Stored items:
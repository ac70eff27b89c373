//! Shared handler state.

use std::sync::Arc;

use run_executor::RunExecutor;

use crate::config::Config;
use crate::session::SessionManager;

#[derive(Clone)]
pub struct ServeState {
    pub config: Arc<Config>,
    pub manager: Arc<SessionManager>,
    /// Executor backing the automation surface (`/execute-dsl`, `/catalog`).
    /// Sessions build their own executors; this one serves direct callers.
    pub executor: Arc<RunExecutor>,
}

impl ServeState {
    pub fn new(config: Arc<Config>, manager: Arc<SessionManager>, executor: Arc<RunExecutor>) -> Self {
        Self {
            config,
            manager,
            executor,
        }
    }
}
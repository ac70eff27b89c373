//! Step outcome and error types.

use selector_resolver::ResolvedNode;
use serde::{Deserialize, Serialize};
use serde_json::{json, Map, Value};

/// Error codes that never go through the retry loop.
const NON_RETRYABLE_CODES: [&str; 7] = [
    "VALIDATION",
    "LOCATOR",
    "TARGET_NOT_FOUND",
    "ELEMENT_NOT_FOUND",
    "DRY_RUN_FAIL",
    "PRESS_KEY_FAILED",
    "UNSUPPORTED_ACTION",
];

/// A failed (or failing) step, carrying its stable code.
#[derive(Clone, Debug)]
pub struct StepError {
    pub code: String,
    pub message: String,
    pub details: Value,
    pub retryable: bool,
}

impl StepError {
    pub fn new(code: impl Into<String>, message: impl Into<String>) -> Self {
        let code = code.into();
        let retryable = !NON_RETRYABLE_CODES.contains(&code.as_str());
        Self {
            code,
            message: message.into(),
            details: Value::Null,
            retryable,
        }
    }

    pub fn with_details(mut self, details: Value) -> Self {
        self.details = details;
        self
    }

    pub fn non_retryable(mut self) -> Self {
        self.retryable = false;
        self
    }

    pub fn to_error_value(&self) -> Value {
        let mut out = json!({
            "code": self.code,
            "message": self.message,
        });
        if !self.details.is_null() {
            out["details"] = self.details.clone();
        }
        out
    }
}

impl From<page_interactions::ActionError> for StepError {
    fn from(err: page_interactions::ActionError) -> Self {
        let mut step = StepError::new(err.code(), err.to_string());
        step.retryable = err.is_retryable();
        step
    }
}

impl From<selector_resolver::ResolverError> for StepError {
    fn from(err: selector_resolver::ResolverError) -> Self {
        let mut step = StepError::new(err.code(), err.to_string());
        step.retryable = err.is_retryable();
        step
    }
}

impl From<element_catalog::CatalogError> for StepError {
    fn from(err: element_catalog::CatalogError) -> Self {
        let retryable = matches!(&err, element_catalog::CatalogError::Driver(inner) if inner.is_retryable());
        let mut step = StepError::new(err.code(), err.to_string());
        step.retryable = retryable;
        step
    }
}

impl From<cdp_bridge::DriverError> for StepError {
    fn from(err: cdp_bridge::DriverError) -> Self {
        let code = match &err {
            cdp_bridge::DriverError::Timeout(_) => "ACTION_TIMEOUT",
            cdp_bridge::DriverError::TargetNotFound(_) => "TARGET_NOT_FOUND",
            _ => "EXECUTION_ERROR",
        };
        let mut step = StepError::new(code, err.to_string());
        step.retryable = err.is_retryable();
        step
    }
}

/// Compact resolution summary attached to outcomes and events.
#[derive(Clone, Debug, Serialize, Deserialize)]
pub struct ResolvedSummary {
    pub dom_path: String,
    pub stable_id: String,
    pub score: f64,
    pub strategy: String,
}

impl From<&ResolvedNode> for ResolvedSummary {
    fn from(node: &ResolvedNode) -> Self {
        Self {
            dom_path: node.dom_path.clone(),
            stable_id: node.stable_id.clone(),
            score: node.score,
            strategy: node.strategy.clone(),
        }
    }
}

/// Result of one executed action.
#[derive(Clone, Debug, Serialize, Deserialize)]
pub struct ActionOutcome {
    pub name: String,
    pub ok: bool,
    #[serde(default)]
    pub details: Map<String, Value>,
    #[serde(skip_serializing_if = "Option::is_none")]
    pub resolved: Option<ResolvedSummary>,
    #[serde(skip_serializing_if = "Vec::is_empty", default)]
    pub warnings: Vec<String>,
    #[serde(skip_serializing_if = "Option::is_none")]
    pub error: Option<String>,
    #[serde(skip_serializing_if = "Option::is_none")]
    pub error_code: Option<String>,
    #[serde(default)]
    pub error_details: Map<String, Value>,
    pub attempts: u32,
}

impl ActionOutcome {
    pub fn success(name: &str, details: Map<String, Value>, attempts: u32) -> Self {
        Self {
            name: name.to_string(),
            ok: true,
            details,
            resolved: None,
            warnings: Vec::new(),
            error: None,
            error_code: None,
            error_details: Map::new(),
            attempts,
        }
    }

    pub fn failure(name: &str, error: &StepError, attempts: u32) -> Self {
        let error_details = match &error.details {
            Value::Object(map) => map.clone(),
            Value::Null => Map::new(),
            other => {
                let mut map = Map::new();
                map.insert("detail".to_string(), other.clone());
                map
            }
        };
        Self {
            name: name.to_string(),
            ok: false,
            details: Map::new(),
            resolved: None,
            warnings: Vec::new(),
            error: Some(error.message.clone()),
            error_code: Some(error.code.clone()),
            error_details,
            attempts,
        }
    }
}

#[cfg(test)]
mod tests {
    use super::*;

    #[test]
    fn non_retryable_codes_are_fixed() {
        for code in NON_RETRYABLE_CODES {
            assert!(!StepError::new(code, "x").retryable, "{code}");
        }
        assert!(StepError::new("EXECUTION_ERROR", "x").retryable);
        assert!(StepError::new("ACTION_TIMEOUT", "x").retryable);
    }

    #[test]
    fn failure_outcome_carries_code_and_details() {
        let error = StepError::new("ELEMENT_NOT_FOUND", "no #buy")
            .with_details(json!({"selector": "#buy"}));
        let outcome = ActionOutcome::failure("click", &error, 2);
        assert!(!outcome.ok);
        assert_eq!(outcome.error_code.as_deref(), Some("ELEMENT_NOT_FOUND"));
        assert_eq!(outcome.error_details["selector"], "#buy");
        assert_eq!(outcome.attempts, 2);
    }
}
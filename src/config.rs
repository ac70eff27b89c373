//! Service configuration, read from the environment.

use std::path::PathBuf;

use cdp_bridge::BridgeConfig;

#[derive(Clone, Debug)]
pub struct Config {
    /// Port of the session service (session lifecycle + shared browser).
    pub session_port: u16,
    /// Port of the automation service (page introspection + execute-dsl).
    pub automation_port: u16,
    /// Model name handed to the planner when the caller names none.
    pub default_model: String,
    /// Ceiling on planner rounds per session.
    pub max_steps: u32,
    /// Root directory for per-run artifacts.
    pub runs_root: PathBuf,
    /// Optional navigation allowlist (comma-separated domains).
    pub allowed_domains: Vec<String>,
    /// Shared browser connector settings.
    pub bridge: BridgeConfig,
}

impl Default for Config {
    fn default() -> Self {
        Self {
            session_port: 7000,
            automation_port: 7001,
            default_model: "gemini-2.0-flash".to_string(),
            max_steps: 30,
            runs_root: PathBuf::from("runs"),
            allowed_domains: Vec::new(),
            bridge: BridgeConfig::default(),
        }
    }
}

impl Config {
    pub fn from_env() -> Self {
        let mut config = Self {
            bridge: BridgeConfig::from_env(),
            ..Self::default()
        };

        if let Some(port) = env_parse::<u16>("SESSION_PORT") {
            config.session_port = port;
        }
        if let Some(port) = env_parse::<u16>("AUTOMATION_PORT") {
            config.automation_port = port;
        }
        if let Ok(model) = std::env::var("DEFAULT_MODEL") {
            if !model.trim().is_empty() {
                config.default_model = model.trim().to_string();
            }
        }
        if let Some(max_steps) = env_parse::<u32>("MAX_STEPS") {
            config.max_steps = max_steps;
        }
        if let Ok(dir) = std::env::var("WEBPILOT_RUNS_DIR") {
            if !dir.trim().is_empty() {
                config.runs_root = PathBuf::from(dir.trim());
            }
        }
        if let Ok(domains) = std::env::var("ALLOWED_DOMAINS") {
            config.allowed_domains = domains
                .split(',')
                .map(str::trim)
                .filter(|domain| !domain.is_empty())
                .map(str::to_string)
                .collect();
        }
        config
    }
}

fn env_parse<T: std::str::FromStr>(name: &str) -> Option<T> {
    std::env::var(name).ok()?.trim().parse().ok()
}

#[cfg(test)]
mod tests {
    use super::*;

    #[test]
    fn defaults_are_sane() {
        let config = Config::default();
        assert_eq!(config.session_port, 7000);
        assert_eq!(config.automation_port, 7001);
        assert_eq!(config.max_steps, 30);
        assert!(config.allowed_domains.is_empty());
    }
}
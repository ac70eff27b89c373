//! HTTP surfaces.
//!
//! Two listeners share one process: the session service (lifecycle, shared
//! browser warmup) and the automation service (page introspection and plan
//! execution). The split mirrors how the services are deployed, not how
//! they are designed; both routers hang off the same [`ServeState`].

mod automation_routes;
mod session_routes;
mod state;

pub use automation_routes::automation_router;
pub use session_routes::session_router;
pub use state::ServeState;
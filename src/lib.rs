//! webpilot: a browser automation broker.
//!
//! Accepts structured action plans (and planner-mediated natural-language
//! commands) over HTTP and drives one shared Chromium through CDP. The heavy
//! lifting lives in the workspace crates; this crate wires configuration,
//! the session manager and the two HTTP surfaces together.

pub mod collaborators;
pub mod config;
pub mod errors;
pub mod server;
pub mod session;

pub use config::Config;
pub use errors::ApiError;
pub use session::{InstructionOutcome, SessionManager, SessionSnapshot, SessionStatus};
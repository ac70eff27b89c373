//! Session state and snapshots.

use std::collections::VecDeque;

use chrono::{DateTime, Utc};
use serde::{Deserialize, Serialize};
use serde_json::Value;
use webpilot_core_types::{SessionId, SharedBrowserMode};

#[derive(Clone, Copy, Debug, Eq, PartialEq, Serialize, Deserialize)]
#[serde(rename_all = "lowercase")]
pub enum SessionStatus {
    Pending,
    Running,
    Completed,
    Failed,
    Cancelled,
}

impl SessionStatus {
    pub fn is_terminal(&self) -> bool {
        matches!(self, Self::Completed | Self::Failed | Self::Cancelled)
    }
}

/// Reply to an instruction-append request.
#[derive(Clone, Copy, Debug, Eq, PartialEq, Serialize)]
#[serde(rename_all = "snake_case")]
pub enum InstructionOutcome {
    Accepted,
    NotFound,
    NotRunning,
    Invalid,
}

/// Mutable per-session record.
#[derive(Debug)]
pub struct SessionState {
    pub session_id: SessionId,
    pub command: String,
    pub model_name: String,
    pub max_steps: u32,
    pub status: SessionStatus,
    pub steps: Vec<Value>,
    pub result: Option<Value>,
    pub error: Option<String>,
    pub created_at: DateTime<Utc>,
    pub updated_at: DateTime<Utc>,
    pub pending_instructions: VecDeque<String>,
    pub shared_browser_mode: SharedBrowserMode,
    pub shared_browser_endpoint: Option<String>,
}

impl SessionState {
    pub fn new(command: String, model_name: String, max_steps: u32) -> Self {
        let now = Utc::now();
        Self {
            session_id: SessionId::new(),
            command,
            model_name,
            max_steps,
            status: SessionStatus::Pending,
            steps: Vec::new(),
            result: None,
            error: None,
            created_at: now,
            updated_at: now,
            pending_instructions: VecDeque::new(),
            shared_browser_mode: SharedBrowserMode::Unknown,
            shared_browser_endpoint: None,
        }
    }

    pub fn touch(&mut self) {
        self.updated_at = Utc::now();
    }

    pub fn set_status(&mut self, status: SessionStatus) {
        self.status = status;
        self.touch();
    }

    pub fn push_step(&mut self, step: Value) {
        self.steps.push(step);
        self.touch();
    }

    /// Deep copy served over HTTP. The queue itself stays private; only its
    /// length is exposed.
    pub fn snapshot(&self) -> SessionSnapshot {
        SessionSnapshot {
            session_id: self.session_id.clone(),
            command: self.command.clone(),
            model_name: self.model_name.clone(),
            max_steps: self.max_steps,
            status: self.status,
            steps: self.steps.clone(),
            result: self.result.clone(),
            error: self.error.clone(),
            created_at: self.created_at,
            updated_at: self.updated_at,
            pending_instructions: self.pending_instructions.len(),
            shared_browser_mode: self.shared_browser_mode,
            shared_browser_endpoint: self.shared_browser_endpoint.clone(),
        }
    }
}

#[derive(Clone, Debug, Serialize)]
pub struct SessionSnapshot {
    pub session_id: SessionId,
    pub command: String,
    pub model_name: String,
    pub max_steps: u32,
    pub status: SessionStatus,
    pub steps: Vec<Value>,
    #[serde(skip_serializing_if = "Option::is_none")]
    pub result: Option<Value>,
    #[serde(skip_serializing_if = "Option::is_none")]
    pub error: Option<String>,
    pub created_at: DateTime<Utc>,
    pub updated_at: DateTime<Utc>,
    pub pending_instructions: usize,
    pub shared_browser_mode: SharedBrowserMode,
    #[serde(skip_serializing_if = "Option::is_none")]
    pub shared_browser_endpoint: Option<String>,
}

#[cfg(test)]
mod tests {
    use super::*;

    #[test]
    fn terminal_states() {
        assert!(!SessionStatus::Pending.is_terminal());
        assert!(!SessionStatus::Running.is_terminal());
        assert!(SessionStatus::Completed.is_terminal());
        assert!(SessionStatus::Failed.is_terminal());
        assert!(SessionStatus::Cancelled.is_terminal());
    }

    #[test]
    fn snapshot_hides_the_instruction_queue() {
        let mut state = SessionState::new("go".into(), "default".into(), 10);
        state.pending_instructions.push_back("also this".into());
        let snapshot = state.snapshot();
        assert_eq!(snapshot.pending_instructions, 1);
        let value = serde_json::to_value(&snapshot).unwrap();
        assert!(value.get("pending_instructions").unwrap().is_number());
    }
}
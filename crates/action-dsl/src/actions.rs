//! The tagged action model.
//!
//! Variants mirror the wire vocabulary one to one. Every action serializes
//! into the canonical form (`payload`, keyed by `type`) and the legacy form
//! (`legacy_payload`, keyed by `action` with the old field names); the
//! registry parses both back into the same value.

use serde::{Deserialize, Serialize};
use serde_json::{json, Map, Value};

use crate::selector::Selector;

#[derive(Clone, Copy, Debug, Default, Eq, PartialEq, Serialize, Deserialize)]
#[serde(rename_all = "snake_case")]
pub enum MouseButton {
    #[default]
    Left,
    Right,
    Middle,
}

impl MouseButton {
    pub fn as_str(&self) -> &'static str {
        match self {
            Self::Left => "left",
            Self::Right => "right",
            Self::Middle => "middle",
        }
    }
}

#[derive(Clone, Copy, Debug, Default, Eq, PartialEq, Serialize, Deserialize)]
#[serde(rename_all = "snake_case")]
pub enum KeyScope {
    #[default]
    ActiveElement,
    Page,
}

impl KeyScope {
    pub fn as_str(&self) -> &'static str {
        match self {
            Self::ActiveElement => "active_element",
            Self::Page => "page",
        }
    }
}

/// Lifecycle states awaited after navigation.
#[derive(Clone, Copy, Debug, Eq, PartialEq, Serialize, Deserialize)]
#[serde(rename_all = "lowercase")]
pub enum LoadState {
    Load,
    Domcontentloaded,
    Networkidle,
}

impl LoadState {
    pub fn as_str(&self) -> &'static str {
        match self {
            Self::Load => "load",
            Self::Domcontentloaded => "domcontentloaded",
            Self::Networkidle => "networkidle",
        }
    }

    pub fn parse(raw: &str) -> Option<Self> {
        match raw {
            "load" => Some(Self::Load),
            "domcontentloaded" => Some(Self::Domcontentloaded),
            "networkidle" | "network_idle" => Some(Self::Networkidle),
            _ => None,
        }
    }
}

/// Element states used by waits and assertions.
#[derive(Clone, Copy, Debug, Default, Eq, PartialEq, Serialize, Deserialize)]
#[serde(rename_all = "snake_case")]
pub enum AssertState {
    Attached,
    Detached,
    #[default]
    Visible,
    Hidden,
}

impl AssertState {
    pub fn as_str(&self) -> &'static str {
        match self {
            Self::Attached => "attached",
            Self::Detached => "detached",
            Self::Visible => "visible",
            Self::Hidden => "hidden",
        }
    }
}

/// What a `wait` action waits for.
#[derive(Clone, Debug, PartialEq)]
pub enum WaitCondition {
    ForState {
        state: LoadState,
    },
    ForSelector {
        selector: Selector,
        state: AssertState,
    },
    ForTimeout {
        timeout_ms: u64,
    },
}

impl WaitCondition {
    pub fn to_value(&self) -> Value {
        match self {
            Self::ForState { state } => json!({ "state": state.as_str() }),
            Self::ForSelector { selector, state } => json!({
                "selector": selector,
                "state": state.as_str(),
            }),
            Self::ForTimeout { timeout_ms } => json!({ "timeout_ms": timeout_ms }),
        }
    }
}

#[derive(Clone, Copy, Debug, Default, Eq, PartialEq, Serialize, Deserialize)]
#[serde(rename_all = "snake_case")]
pub enum ScrollAxis {
    #[default]
    Vertical,
    Horizontal,
    Both,
}

#[derive(Clone, Copy, Debug, Default, Eq, PartialEq, Serialize, Deserialize)]
#[serde(rename_all = "snake_case")]
pub enum ScrollAlign {
    Start,
    #[default]
    Center,
    End,
    Nearest,
}

#[derive(Clone, Copy, Debug, Default, Eq, PartialEq, Serialize, Deserialize)]
#[serde(rename_all = "snake_case")]
pub enum ScrollBehavior {
    Auto,
    Instant,
    #[default]
    Smooth,
}

/// Structured scroll destination.
#[derive(Clone, Debug, Default, PartialEq, Serialize, Deserialize)]
pub struct ScrollTarget {
    #[serde(default, alias = "target", skip_serializing_if = "Option::is_none")]
    pub selector: Option<Selector>,
    #[serde(default, skip_serializing_if = "Option::is_none")]
    pub container: Option<Selector>,
    #[serde(default)]
    pub axis: ScrollAxis,
    #[serde(default)]
    pub align: ScrollAlign,
    #[serde(default)]
    pub behavior: ScrollBehavior,
}

#[derive(Clone, Copy, Debug, Eq, PartialEq, Serialize, Deserialize)]
#[serde(rename_all = "snake_case")]
pub enum ScrollEdge {
    Top,
    Bottom,
}

impl ScrollEdge {
    pub fn as_str(&self) -> &'static str {
        match self {
            Self::Top => "top",
            Self::Bottom => "bottom",
        }
    }
}

#[derive(Clone, Copy, Debug, Eq, PartialEq, Serialize, Deserialize)]
#[serde(rename_all = "snake_case")]
pub enum ScrollDirection {
    Up,
    Down,
}

impl ScrollDirection {
    pub fn as_str(&self) -> &'static str {
        match self {
            Self::Up => "up",
            Self::Down => "down",
        }
    }
}

/// Destination of a `scroll` action.
#[derive(Clone, Debug, PartialEq)]
pub enum ScrollTo {
    Edge(ScrollEdge),
    Amount(i64),
    Target(ScrollTarget),
}

impl ScrollTo {
    pub fn to_value(&self) -> Value {
        match self {
            Self::Edge(edge) => Value::String(edge.as_str().to_string()),
            Self::Amount(amount) => json!(amount),
            Self::Target(target) => serde_json::to_value(target).unwrap_or(Value::Null),
        }
    }
}

#[derive(Clone, Copy, Debug, Default, Eq, PartialEq, Serialize, Deserialize)]
#[serde(rename_all = "snake_case")]
pub enum TabStrategy {
    #[default]
    Index,
    Url,
    Title,
    Previous,
    Next,
    Latest,
}

#[derive(Clone, Debug, PartialEq, Serialize, Deserialize)]
#[serde(untagged)]
pub enum TabValue {
    Number(i64),
    Text(String),
}

#[derive(Clone, Debug, Default, PartialEq, Serialize, Deserialize)]
pub struct TabTarget {
    #[serde(default)]
    pub strategy: TabStrategy,
    #[serde(default, skip_serializing_if = "Option::is_none")]
    pub value: Option<TabValue>,
}

#[derive(Clone, Copy, Debug, Default, Eq, PartialEq, Serialize, Deserialize)]
#[serde(rename_all = "snake_case")]
pub enum FrameStrategy {
    #[default]
    Index,
    Name,
    Url,
    Element,
    Parent,
    Root,
}

#[derive(Clone, Debug, PartialEq, Serialize, Deserialize)]
#[serde(untagged)]
pub enum FrameValue {
    Number(i64),
    Text(String),
    Selector(Selector),
}

#[derive(Clone, Debug, Default, PartialEq, Serialize, Deserialize)]
pub struct FrameTarget {
    #[serde(default)]
    pub strategy: FrameStrategy,
    #[serde(default, skip_serializing_if = "Option::is_none")]
    pub value: Option<FrameValue>,
}

#[derive(Clone, Copy, Debug, Default, Eq, PartialEq, Serialize, Deserialize)]
#[serde(rename_all = "snake_case")]
pub enum ScreenshotMode {
    #[default]
    Viewport,
    Full,
    Element,
}

impl ScreenshotMode {
    pub fn as_str(&self) -> &'static str {
        match self {
            Self::Viewport => "viewport",
            Self::Full => "full",
            Self::Element => "element",
        }
    }
}

#[derive(Clone, Copy, Debug, Default, Eq, PartialEq, Serialize, Deserialize)]
#[serde(rename_all = "snake_case")]
pub enum ExtractAttr {
    #[default]
    Text,
    Value,
    Href,
    Html,
}

impl ExtractAttr {
    pub fn as_str(&self) -> &'static str {
        match self {
            Self::Text => "text",
            Self::Value => "value",
            Self::Href => "href",
            Self::Html => "html",
        }
    }
}

/// One step of a plan.
#[derive(Clone, Debug, PartialEq)]
pub enum Action {
    Navigate {
        url: String,
        wait_for: Option<WaitCondition>,
    },
    Click {
        selector: Selector,
        button: MouseButton,
        click_count: u32,
        delay_ms: Option<u64>,
    },
    Hover {
        selector: Selector,
    },
    Type {
        selector: Selector,
        text: String,
        press_enter: bool,
        clear: bool,
    },
    /// Type into a search box and submit with Enter.
    Search {
        selector: Selector,
        text: String,
    },
    Select {
        selector: Selector,
        value_or_label: String,
    },
    PressKey {
        keys: Vec<String>,
        scope: KeyScope,
    },
    Wait {
        condition: Option<WaitCondition>,
        timeout_ms: u64,
    },
    SubmitForm {
        selector: Option<Selector>,
    },
    Scroll {
        to: Option<ScrollTo>,
        direction: Option<ScrollDirection>,
        container: Option<Selector>,
    },
    ScrollToText {
        text: String,
    },
    SwitchTab {
        target: TabTarget,
    },
    FocusIframe {
        target: FrameTarget,
    },
    RefreshCatalog,
    EvalJs {
        script: String,
    },
    ClickBlankArea,
    ClosePopup,
    Stop {
        reason: Option<String>,
        message: Option<String>,
    },
    Screenshot {
        mode: ScreenshotMode,
        selector: Option<Selector>,
        file_name: Option<String>,
    },
    Extract {
        selector: Selector,
        attr: ExtractAttr,
    },
    Assert {
        selector: Selector,
        state: AssertState,
    },
}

▶ Exercise goal
Word for word, output the lines of the data from its first line through the line where "pub fn with_details(mut" appears, and stop there.

▶ Output of the exercise
repository ac70eff27b89c373
//! Shared handler state.

use std::sync::Arc;

use run_executor::RunExecutor;

use crate::config::Config;
use crate::session::SessionManager;

#[derive(Clone)]
pub struct ServeState {
    pub config: Arc<Config>,
    pub manager: Arc<SessionManager>,
    /// Executor backing the automation surface (`/execute-dsl`, `/catalog`).
    /// Sessions build their own executors; this one serves direct callers.
    pub executor: Arc<RunExecutor>,
}

impl ServeState {
    pub fn new(config: Arc<Config>, manager: Arc<SessionManager>, executor: Arc<RunExecutor>) -> Self {
        Self {
            config,
            manager,
            executor,
        }
    }
}
repository ac70eff27b89c373
//! Step outcome and error types.

use selector_resolver::ResolvedNode;
use serde::{Deserialize, Serialize};
use serde_json::{json, Map, Value};

/// Error codes that never go through the retry loop.
const NON_RETRYABLE_CODES: [&str; 7] = [
    "VALIDATION",
    "LOCATOR",
    "TARGET_NOT_FOUND",
    "ELEMENT_NOT_FOUND",
    "DRY_RUN_FAIL",
    "PRESS_KEY_FAILED",
    "UNSUPPORTED_ACTION",
];

/// A failed (or failing) step, carrying its stable code.
#[derive(Clone, Debug)]
pub struct StepError {
    pub code: String,
    pub message: String,
    pub details: Value,
    pub retryable: bool,
}

impl StepError {
    pub fn new(code: impl Into<String>, message: impl Into<String>) -> Self {
        let code = code.into();
        let retryable = !NON_RETRYABLE_CODES.contains(&code.as_str());
        Self {
            code,
            message: message.into(),
            details: Value::Null,
            retryable,
        }
    }

    pub fn with_details(mut self, details: Value) -> Self {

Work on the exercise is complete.